Rachel Oidtmann: Die Welt des Balletts entdecken
Rachel Oidtmann ist ausgebildete Balletttänzerin und schreibt Geschichten und Drehbücher. Sie studierte zeitgenössischen Tanz am Laban Dance Centre in London sowie Theater- und Literaturwissenschaft in Mainz und Berlin. Mit ihrem ersten Kinderbuch „Ballett – Deine ersten Schritte in die Welt des Tanzes“, welches im September bei der E. A. Seemanns BILDERBANDE erschien, lädt sie junge Leserinnen und Leser ab 5 Jahren dazu ein, die magische Welt des Balletts zu entdecken. Ein zeitgemäßer und umsichtiger Blick auf Ballett liegt ihr dabei besonders am Herzen.

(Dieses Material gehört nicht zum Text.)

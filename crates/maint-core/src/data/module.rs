//! DataModule: accesor de lectura/escritura sobre un artifact.
//!
//! Cada módulo queda ligado en construcción a exactamente uno de:
//! - un slot del namespace `data` del estado en memoria (`state_key`), o
//! - una ruta de fichero (`data_path`), leída/escrita a través del codec.
//!
//! El campo `loaded` memoiza la primera carga exitosa, pero la autoridad
//! sobre la semántica carga-única es el `DataModuleHandler`, no el módulo.

use std::cell::RefCell;
use std::path::PathBuf;
use std::rc::Rc;

use super::codec::SharedCodec;
use super::dictionary::DataDictionary;
use crate::context::PipelineContext;
use crate::errors::CoreError;
use crate::model::Payload;

#[derive(Debug)]
pub struct DataModule {
    ctx: Rc<PipelineContext>,
    codec: SharedCodec,
    state_key: Option<String>,
    data_path: Option<PathBuf>,
    dictionary: Option<DataDictionary>,
    pub(crate) loaded: RefCell<Option<Payload>>,
}

impl DataModule {
    pub fn new(
        ctx: Rc<PipelineContext>,
        codec: SharedCodec,
        state_key: Option<String>,
        data_path: Option<PathBuf>,
        dictionary: Option<DataDictionary>,
    ) -> Result<Self, CoreError> {
        if state_key.is_none() && data_path.is_none() {
            return Err(CoreError::MissingBinding);
        }
        Ok(Self {
            ctx,
            codec,
            state_key,
            data_path,
            dictionary,
            loaded: RefCell::new(None),
        })
    }

    pub fn state_key(&self) -> Option<&str> {
        self.state_key.as_deref()
    }

    pub fn data_path(&self) -> Option<&PathBuf> {
        self.data_path.as_ref()
    }

    /// Descripción del binding para mensajes de error.
    pub fn location(&self) -> String {
        match (&self.state_key, &self.data_path) {
            (Some(key), _) => format!("state slot `{}`", key),
            (None, Some(path)) => format!("`{}`", path.display()),
            (None, None) => "<unbound>".to_string(),
        }
    }

    /// Carga el artifact desde su backing y aplica el diccionario.
    ///
    /// `Ok(None)` significa ausencia (slot de estado nunca escrito). Un
    /// binding de fichero cuyo fichero no existe es un error de
    /// configuración, no una ausencia.
    pub fn load(&self) -> Result<Option<Payload>, CoreError> {
        let data = if let Some(key) = &self.state_key {
            self.ctx.states.data.get(key)
        } else if let Some(path) = &self.data_path {
            if path.exists() {
                Some(self.codec.read(path)?)
            } else {
                return Err(self.unloadable());
            }
        } else {
            return Err(self.unloadable());
        };
        Ok(data.map(|d| self.apply_dictionary(d)))
    }

    /// Persiste el payload en su backing (sobrescritura incondicional).
    pub fn save(&self, data: &Payload) -> Result<(), CoreError> {
        if let Some(key) = &self.state_key {
            self.ctx.states.data.set(key, data.clone());
            Ok(())
        } else if let Some(path) = &self.data_path {
            self.codec.write(data, path)
        } else {
            Err(CoreError::UnsavableModule {
                state_key: self.state_key.clone(),
                data_path: self.data_path.clone(),
            })
        }
    }

    fn apply_dictionary(&self, data: Payload) -> Payload {
        match &self.dictionary {
            Some(dd) => dd.apply(data),
            None => data,
        }
    }

    fn unloadable(&self) -> CoreError {
        CoreError::UnloadableModule {
            state_key: self.state_key.clone(),
            data_path: self.data_path.clone(),
        }
    }
}
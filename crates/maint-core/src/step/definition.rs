//! Definición declarativa de un step y su capacidad ejecutable.
//!
//! El despacho reflexivo por nombre de método del diseño original se
//! reemplaza por una capacidad cerrada: todo step implementador expone una
//! única operación `invoke`. La definición transporta un builder que, con el
//! contexto y los argumentos ya resueltos, construye la instancia ejecutable.

use std::rc::Rc;

use indexmap::IndexMap;
use serde_json::Value;

use crate::context::PipelineContext;
use crate::data::LazyLoad;
use crate::errors::CoreError;
use crate::model::{ModelBlob, Payload, Table};

/// Mapa clave de artifact -> payload devuelto por un step.
pub type StepOutput = IndexMap<String, Payload>;

/// Capacidad ejecutable única de un step implementador.
pub trait PipelineStep {
    /// Ejecuta la lógica de dominio; puede devolver un mapa de outputs que
    /// el despachador persistirá en los checkpoints declarados.
    fn invoke(self: Box<Self>) -> Result<Option<StepOutput>, CoreError>;
}

/// Argumento declarado: literal JSON o dependencia perezosa.
#[derive(Debug, Clone)]
pub enum StepArg {
    Value(Value),
    Lazy(LazyLoad),
}

/// Valor ya resuelto entregado al builder.
#[derive(Debug, Clone)]
pub enum StepValue {
    Data(Payload),
    Json(Value),
}

/// Argumentos resueltos, en orden de declaración. Los extractores tipados
/// consumen el valor y fallan con el nombre del argumento ofensor.
#[derive(Debug, Default)]
pub struct ResolvedArgs {
    inner: IndexMap<String, StepValue>,
}

impl ResolvedArgs {
    pub fn new() -> Self {
        Self::default()
    }

    pub fn insert(&mut self, name: &str, value: StepValue) {
        self.inner.insert(name.to_string(), value);
    }

    /// Fusiona `overrides` encima de `self`; en colisión gana el override.
    pub fn merge(&mut self, overrides: ResolvedArgs) {
        for (name, value) in overrides.inner {
            self.inner.insert(name, value);
        }
    }

    pub fn take_payload(&mut self, name: &str) -> Result<Payload, CoreError> {
        match self.take(name)? {
            StepValue::Data(payload) => Ok(payload),
            StepValue::Json(_) => Err(CoreError::ArgumentType { name: name.to_string() }),
        }
    }

    pub fn take_table(&mut self, name: &str) -> Result<Table, CoreError> {
        self.take_payload(name)?
            .into_table()
            .ok_or_else(|| CoreError::ArgumentType { name: name.to_string() })
    }

    pub fn take_mapping(&mut self, name: &str) -> Result<IndexMap<String, f64>, CoreError> {
        self.take_payload(name)?
            .into_mapping()
            .ok_or_else(|| CoreError::ArgumentType { name: name.to_string() })
    }

    pub fn take_model(&mut self, name: &str) -> Result<ModelBlob, CoreError> {
        self.take_payload(name)?
            .into_model()
            .ok_or_else(|| CoreError::ArgumentType { name: name.to_string() })
    }

    pub fn take_json(&mut self, name: &str) -> Result<Value, CoreError> {
        match self.take(name)? {
            StepValue::Json(value) => Ok(value),
            StepValue::Data(_) => Err(CoreError::ArgumentType { name: name.to_string() }),
        }
    }

    fn take(&mut self, name: &str) -> Result<StepValue, CoreError> {
        self.inner
            .shift_remove(name)
            .ok_or_else(|| CoreError::MissingArgument { name: name.to_string() })
    }
}

/// Builder: (contexto, argumentos resueltos) -> instancia ejecutable.
pub type StepBuilder =
    Box<dyn Fn(Rc<PipelineContext>, ResolvedArgs) -> Result<Box<dyn PipelineStep>, CoreError>>;

/// Registro declarativo de un step: qué necesita y qué produce.
pub struct StepDefinition {
    /// Nombre único dentro de un mapa de despacho.
    pub name: String,
    /// Nombre del tipo implementador (introspección/registro).
    pub step_type: &'static str,
    /// Argumentos declarados en orden: literal o handle perezoso.
    pub args: IndexMap<String, StepArg>,
    /// Claves de artifact que este step produce al ser checkpointeado.
    pub outputs: Vec<String>,
    pub builder: StepBuilder,
}

impl StepDefinition {
    pub fn new(
        name: &str,
        step_type: &'static str,
        args: IndexMap<String, StepArg>,
        outputs: &[&str],
        builder: impl Fn(Rc<PipelineContext>, ResolvedArgs) -> Result<Box<dyn PipelineStep>, CoreError>
            + 'static,
    ) -> Self {
        Self {
            name: name.to_string(),
            step_type,
            args,
            outputs: outputs.iter().map(|s| s.to_string()).collect(),
            builder: Box::new(builder),
        }
    }
}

In diesem Beitrag spricht sie über ihren eigenen Weg zum Tanz und was sie bis heute am Ballett begeistert.
Möchtest du dich kurz vorstellen?
Mein Name ist Rachel Oidtmann. Ich bewege mich in den Zwischenbereichen von Tanz, Theater und Literatur, wobei ich inzwischen vor allem als Autorin arbeite. Manchmal alles gleichzeitig und manchmal auch nichts von alledem.
Was begeistert dich besonders am Ballett?
Ballett steht einerseits für Strenge und Disziplin, andererseits verkörpert es eine Leichtigkeit, welche die Menschen nun bereits über Jahrhunderte hinweg fasziniert und zum Träumen animiert.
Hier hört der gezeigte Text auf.